**PROBLEM DESCRIPTION**:
Repeat the whole of the data, keeping every detail the same.

● ● ● ● ●

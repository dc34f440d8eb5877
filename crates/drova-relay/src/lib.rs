//! drova-relay: Handshake-sensing relay
//!
//! Duplexes opaque bytes between an inbound client and the game-streaming
//! backend, watching the backend's stream for the one-byte acknowledgment
//! that tells us the backend accepted the session.

pub mod relay;
pub mod signal;

pub use relay::{HandshakeRelay, RelayStats, BLOCK_SIZE, HANDSHAKE_ACK};
pub use signal::HandshakeSignal;
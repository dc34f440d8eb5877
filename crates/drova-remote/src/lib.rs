//! drova-remote: Remote command channel to the rented machine
//!
//! An SSH client (commands over `exec` channels, files over SFTP), a lazily
//! reconnecting wrapper that survives the machine's reboots, and builders
//! for the Windows command lines the provisioning workflow runs.

pub mod commands;
pub mod machine;
pub mod ssh;

pub use machine::RemoteMachine;
pub use ssh::SshSession;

● ● ● ● ●

**ANSWER TO THIS EXERCISE**:
repository dc34f440d8eb5877
filename crates/drova-relay/src/lib.rs
//! drova-relay: Handshake-sensing relay
//!
//! Duplexes opaque bytes between an inbound client and the game-streaming
//! backend, watching the backend's stream for the one-byte acknowledgment
//! that tells us the backend accepted the session.

pub mod relay;
pub mod signal;

pub use relay::{HandshakeRelay, RelayStats, BLOCK_SIZE, HANDSHAKE_ACK};
pub use signal::HandshakeSignal;
repository dc34f440d8eb5877
filename crates/drova-remote/src/lib.rs
//! drova-remote: Remote command channel to the rented machine
//!
//! An SSH client (commands over `exec` channels, files over SFTP), a lazily
//! reconnecting wrapper that survives the machine's reboots, and builders
//! for the Windows command lines the provisioning workflow runs.

pub mod commands;
pub mod machine;
pub mod ssh;

pub use machine::RemoteMachine;
pub use ssh::SshSession;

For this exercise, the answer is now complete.